Link Between Pregnancy, Dropping Out Disputed
Teenagers who become mothers while enrolled in high school are no more likely to become dropouts than their childless classmates, the results of a new study suggest.
But dropouts who later become mothers are half as likely as childless dropouts to complete high school eventually, the report said.
About one-half of all teenagers who drop out eventually re-enroll in high school or a diploma-equivalency program, the researchers said.
The findings of the national study, which tracked the schooling and childbirth patterns of more than 5,400 young women over a seven-year period, call into question an underlying assumption of many dropout-prevention programs--that female teenagers are prone to leave school when they become pregnant.
According to the report, most dropouts who became mothers gave birth more than nine months after they left school. As a result, the researchers said, most female dropouts are not leaving school due to impending motherhood.
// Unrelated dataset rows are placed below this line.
//! RBI source text to declaration trees.
//!
//! [`parse`] reads one file. [`parse_files`] parses independent files in
//! parallel. Every node gets a [`Loc`](crate::base::Loc); with
//! [`parse_file`] each one is tagged with the file name.
//!
//! The accepted language is the subset of Ruby that RBI files use, which
//! includes everything the [printer](crate::printer) emits.

mod lexer;
mod parser;
mod sig;

use rayon::prelude::*;

use crate::error::Result;
use crate::model::{Tree, TypeExpr};
use parser::Parser;

/// Parse RBI source text.
#[tracing::instrument(skip_all, fields(len = text.len()))]
pub fn parse(text: &str) -> Result<Tree> {
    let tree = Parser::new(text, None)?.parse_tree()?;
    tracing::debug!(nodes = tree.nodes.len(), "parsed");
    Ok(tree)
}

/// Parse the contents of `path`. Locations in the tree and in the error
/// carry the path.
#[tracing::instrument(skip_all, fields(path = %path))]
pub fn parse_file(text: &str, path: &str) -> Result<Tree> {
    let tree = Parser::new(text, Some(path))?.parse_tree()?;
    tracing::debug!(nodes = tree.nodes.len(), "parsed");
    Ok(tree)
}

/// Parse `(path, text)` pairs in parallel. Results come back in input
/// order, one per file.
pub fn parse_files<P, S>(files: &[(P, S)]) -> Vec<Result<Tree>>
where
    P: AsRef<str> + Sync,
    S: AsRef<str> + Sync,
{
    files
        .par_iter()
        .map(|(path, text)| parse_file(text.as_ref(), path.as_ref()))
        .collect()
}

/// Parse a single Sorbet type expression such as `T.nilable(Integer)`.
pub fn parse_type_expr(text: &str) -> Result<TypeExpr> {
    let mut parser = Parser::new(text, None)?;
    parser.multiline += 1;
    let ty = parser.type_expr()?;
    if parser.peek().is_some() {
        return Err(parser.unexpected("end of type"));
    }
    Ok(ty)
}

#[cfg(test)]
mod tests {
    use super::*;
    use crate::model::{
        AttrKind, FieldKind, MixinKind, Node, ParamKind, ProcType, ScopeKind, Visibility,
    };

    fn only(tree: &Tree) -> &Node {
        assert_eq!(tree.nodes.len(), 1, "{tree:?}");
        &tree.nodes[0]
    }

    #[test]
    fn test_empty_file() {
        let tree = parse("").unwrap();
        assert!(tree.is_empty());
        assert!(tree.comments.is_empty());
    }

    #[test]
    fn test_nested_scopes() {
        let tree = parse("module A\n  class B < ::C; end\n  class << self; end\nend\n").unwrap();
        let Node::Scope(a) = only(&tree) else { panic!() };
        assert_eq!(a.name, "A");
        assert_eq!(a.kind, ScopeKind::Module);
        let kinds: Vec<&ScopeKind> = a
            .nodes
            .iter()
            .map(|n| match n {
                Node::Scope(s) => &s.kind,
                _ => panic!(),
            })
            .collect();
        assert_eq!(
            kinds,
            vec![
                &ScopeKind::Class {
                    superclass: Some("::C".into())
                },
                &ScopeKind::SingletonClass,
            ]
        );
    }

    #[test]
    fn test_method_params() {
        let tree =
            parse("private def self.foo(a, b = [1, 2], *c, d:, e: nil, **f, &g); end").unwrap();
        let Node::Method(m) = only(&tree) else { panic!() };
        assert!(m.is_singleton);
        assert_eq!(m.visibility, Visibility::Private);
        let params: Vec<(&str, &ParamKind)> =
            m.params.iter().map(|p| (p.name.as_str(), &p.kind)).collect();
        assert_eq!(
            params,
            vec![
                ("a", &ParamKind::Required),
                (
                    "b",
                    &ParamKind::Optional {
                        default: "[1, 2]".into()
                    }
                ),
                ("c", &ParamKind::Rest),
                ("d", &ParamKind::Keyword),
                (
                    "e",
                    &ParamKind::KeywordOptional {
                        default: "nil".into()
                    }
                ),
                ("f", &ParamKind::KeywordRest),
                ("g", &ParamKind::Block),
            ]
        );
    }

    #[test]
    fn test_operator_and_setter_names() {
        let tree = parse("def []=(k, v); end\ndef name=(v); end\ndef <=>(o); end\ndef -@; end")
            .unwrap();
        let names: Vec<&str> = tree
            .nodes
            .iter()
            .map(|n| match n {
                Node::Method(m) => m.name.as_str(),
                _ => panic!(),
            })
            .collect();
        assert_eq!(names, vec!["[]=", "name=", "<=>", "-@"]);
    }

    #[test]
    fn test_sigs_attach_to_next_method() {
        let text = "sig { params(x: Integer).returns(String) }\n\
                    sig { params(x: String).void }\n\
                    def foo(x); end\n";
        let tree = parse(text).unwrap();
        let Node::Method(m) = only(&tree) else { panic!() };
        assert_eq!(m.sigs.len(), 2);
        assert_eq!(m.sigs[0].return_type, Some(TypeExpr::simple("String")));
        assert_eq!(m.sigs[1].return_type, Some(TypeExpr::Void));
        assert_eq!(m.sigs[1].params[0].ty, TypeExpr::simple("String"));
    }

    #[test]
    fn test_sig_modifiers() {
        let text = "sig(:final) { abstract.override(allow_incompatible: true).overridable\
                    .type_parameters(:U, :V).bind(Foo).returns(T.type_parameter(:U)) }\n\
                    def foo; end";
        let tree = parse(text).unwrap();
        let sig = &only(&tree).sigs()[0];
        assert!(sig.flags.is_final);
        assert!(sig.flags.is_abstract);
        assert!(sig.flags.is_override);
        assert!(sig.flags.allow_incompatible_override);
        assert!(sig.flags.is_overridable);
        assert_eq!(sig.type_params, vec!["U", "V"]);
        assert_eq!(sig.bind, Some(TypeExpr::simple("Foo")));
        assert_eq!(sig.return_type, Some(TypeExpr::type_parameter("U")));
    }

    #[test]
    fn test_multiline_sig() {
        let text = "sig do\n  params(\n    a: Integer,\n    b: String\n  ).void\nend\ndef foo(a, b); end\n";
        let tree = parse(text).unwrap();
        let sig = &only(&tree).sigs()[0];
        assert_eq!(sig.params.len(), 2);
        assert_eq!(sig.params[1].name, "b");
    }

    #[test]
    fn test_dangling_sig_is_an_error() {
        let err = parse("sig { void }\nX = 1\n").unwrap_err();
        assert!(err.message.contains("signature"), "{err}");
        assert_eq!(err.loc.start.line, 0);
        assert!(parse("sig { void }\n").is_err());
    }

    #[test]
    fn test_sorbet_types() {
        let cases = [
            ("T.nilable(Integer)", TypeExpr::nilable(TypeExpr::simple("Integer"))),
            (
                "T.any(Integer, ::Foo::Bar)",
                TypeExpr::any([TypeExpr::simple("Integer"), TypeExpr::simple("::Foo::Bar")]),
            ),
            (
                "T::Hash[Symbol, T.untyped]",
                TypeExpr::generic("T::Hash", [TypeExpr::simple("Symbol"), TypeExpr::Untyped]),
            ),
            ("T::Boolean", TypeExpr::Boolean),
            ("T.class_of(Foo)", TypeExpr::class_of(TypeExpr::simple("Foo"))),
            ("[Integer, String]", TypeExpr::tuple([TypeExpr::simple("Integer"), TypeExpr::simple("String")])),
            ("{}", TypeExpr::shape(Vec::<(&str, TypeExpr)>::new())),
            (
                r#"{ a: Integer, "b c": T.self_type }"#,
                TypeExpr::shape([("a", TypeExpr::simple("Integer")), ("b c", TypeExpr::SelfType)]),
            ),
            (
                "T.proc.bind(Foo).params(x: Integer).returns(String)",
                TypeExpr::Proc(
                    ProcType::new()
                        .bind(TypeExpr::simple("Foo"))
                        .param("x", TypeExpr::simple("Integer"))
                        .returns(TypeExpr::simple("String")),
                ),
            ),
            ("T.proc.void", TypeExpr::Proc(ProcType::new())),
        ];
        for (text, expected) in cases {
            assert_eq!(parse_type_expr(text).unwrap(), expected, "{text}");
        }
        assert!(parse_type_expr("T.bogus").is_err());
        assert!(parse_type_expr("Integer Integer").is_err());
    }

    #[test]
    fn test_struct_and_enum_forms() {
        let text = "S = ::Struct.new(:a, :b, keyword_init: true) do\n  def c; end\nend\n\
                    class P < T::Struct\n  const :x, Integer\n  prop :y, T.nilable(String), default: nil\nend\n\
                    class E < T::Enum\n  enums do\n    Red = new\n    Blue = new\n  end\nend\n";
        let tree = parse(text).unwrap();
        assert_eq!(tree.nodes.len(), 3);

        let Node::Scope(s) = &tree.nodes[0] else { panic!() };
        assert_eq!(
            s.kind,
            ScopeKind::Struct {
                members: vec!["a".into(), "b".into()],
                keyword_init: true
            }
        );
        assert_eq!(s.nodes.len(), 1);

        let Node::Scope(p) = &tree.nodes[1] else { panic!() };
        assert_eq!(p.kind, ScopeKind::TStruct);
        let Node::StructField(y) = &p.nodes[1] else { panic!() };
        assert_eq!(y.kind, FieldKind::Prop);
        assert_eq!(y.default.as_deref(), Some("nil"));

        let Node::Scope(e) = &tree.nodes[2] else { panic!() };
        let Node::EnumBlock(block) = &e.nodes[0] else { panic!() };
        assert_eq!(block.values, vec!["Red", "Blue"]);
    }

    #[test]
    fn test_misc_declarations() {
        let text = "class A\n  abstract!\n  include B, ::C\n  extend T::Sig\n  \
                    attr_accessor :x, :y\n  Elem = type_member { { fixed: Integer } }\n  \
                    X = T.let(1, Integer)\nend\n";
        let tree = parse(text).unwrap();
        let Node::Scope(a) = only(&tree) else { panic!() };
        let kinds: Vec<&str> = a.nodes.iter().map(Node::kind_name).collect();
        assert_eq!(
            kinds,
            vec!["Helper", "Include", "Extend", "AttrAccessor", "TypeMember", "Const"]
        );
        match &a.nodes[1] {
            Node::Mixin(m) => {
                assert_eq!(m.kind, MixinKind::Include);
                assert_eq!(m.names, vec!["B", "::C"]);
            }
            _ => panic!(),
        }
        match &a.nodes[3] {
            Node::Attr(attr) => assert_eq!(attr.kind, AttrKind::Accessor),
            _ => panic!(),
        }
        match &a.nodes[4] {
            Node::TypeMember(m) => assert_eq!(m.value, "type_member { { fixed: Integer } }"),
            _ => panic!(),
        }
        match &a.nodes[5] {
            Node::Const(c) => assert_eq!(c.value, "T.let(1, Integer)"),
            _ => panic!(),
        }
    }

    #[test]
    fn test_visibility_sections() {
        let tree = parse("class A\n  def a; end\n  private\n  def b; end\n  attr_reader :c\nend").unwrap();
        let Node::Scope(a) = only(&tree) else { panic!() };
        let visibilities: Vec<Visibility> = a
            .nodes
            .iter()
            .map(|n| match n {
                Node::Method(m) => m.visibility,
                Node::Attr(attr) => attr.visibility,
                _ => panic!(),
            })
            .collect();
        assert_eq!(
            visibilities,
            vec![Visibility::Public, Visibility::Private, Visibility::Private]
        );
    }

    #[test]
    fn test_comments() {
        let text = "# typed: strict\n\n# Doc for A\nmodule A # 1:0-1:13\n  # Doc for foo\n  def foo; end\nend\n";
        let tree = parse(text).unwrap();
        assert_eq!(tree.comments.len(), 1);
        assert_eq!(tree.comments[0].text, "typed: strict");

        let a = only(&tree);
        assert_eq!(a.comments()[0].text, "Doc for A");
        assert_eq!(a.children()[0].comments()[0].text, "Doc for foo");
    }

    #[test]
    fn test_comment_only_file() {
        let tree = parse("# typed: true\n").unwrap();
        assert_eq!(tree.comments.len(), 1);
        assert!(tree.nodes.is_empty());
    }

    #[test]
    fn test_locations() {
        let tree = parse_file("module A\n  def foo; end\nend\n", "a.rbi").unwrap();
        let a = only(&tree);
        assert_eq!(a.loc().unwrap().to_string(), "a.rbi:1:0-3:3");
        assert_eq!(a.children()[0].loc().unwrap().to_string(), "a.rbi:2:2-2:14");
    }

    #[test]
    fn test_syntax_errors() {
        let err = parse("module A\n  def foo(\n").unwrap_err();
        assert!(err.message.contains("expected"), "{err}");

        let err = parse_file("module a; end", "bad.rbi").unwrap_err();
        assert_eq!(err.loc.file.as_deref(), Some("bad.rbi"));
        assert_eq!(err.loc.start.col, 7);

        assert!(parse("end").is_err());
        assert!(parse("module A\n").is_err());
        assert!(parse("class A\n  `x`\nend").is_err());
    }

    #[test]
    fn test_deep_types_are_an_error() {
        let deep = format!("{}Integer{}", "T.nilable(".repeat(50_000), ")".repeat(50_000));
        let err = parse_type_expr(&deep).unwrap_err();
        assert_eq!(err.message, "type is nested too deeply");
        assert_eq!(err.loc.start.col, 2560);

        let text = format!("sig {{ returns({}) }}\ndef foo; end\n", "[".repeat(50_000));
        let err = parse(&text).unwrap_err();
        assert_eq!(err.message, "type is nested too deeply");

        let shallow = format!("{}Integer{}", "T.nilable(".repeat(100), ")".repeat(100));
        assert!(parse_type_expr(&shallow).is_ok());

        let scopes = "module A\n".repeat(50_000);
        let err = parse(&scopes).unwrap_err();
        assert_eq!(err.message, "scope is nested too deeply");
        assert_eq!(err.loc.start.line, 256);
    }

    #[test]
    fn test_parse_files_keeps_order() {
        let files = [("a.rbi", "module A; end"), ("b.rbi", "module"), ("c.rbi", "class C; end")];
        let results = parse_files(&files);
        assert_eq!(results.len(), 3);
        assert!(results[0].is_ok());
        assert_eq!(
            results[1].as_ref().unwrap_err().loc.file.as_deref(),
            Some("b.rbi")
        );
        let Node::Scope(c) = &results[2].as_ref().unwrap().nodes[0] else { panic!() };
        assert_eq!(c.name, "C");
    }
}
More likely determinants of whether a female becomes a dropout, the report said, are whether she comes from a family with low educational attainment, is enrolled in classes that do not prepare her for college, or has begun to smoke and drink at a young age.
"The underlying assumption in many public policies and programs developed for adolescents is that young mothers would fare as well as their childless counterparts if only they would delay their first birth," the report's authors said. "Results from this study show this to be a seriously oversimplified assumption."
The study, which was conducted by researchers from Columbia University and Johns Hopkins University, was presented late last week at the annual meeting of the American Association for the Advancement of Science.
Effects of Abortion
The study's findings follow on the heels of a more narrowly focused study done by other researchers from the Johns Hopkins School of Hygiene and Public Health.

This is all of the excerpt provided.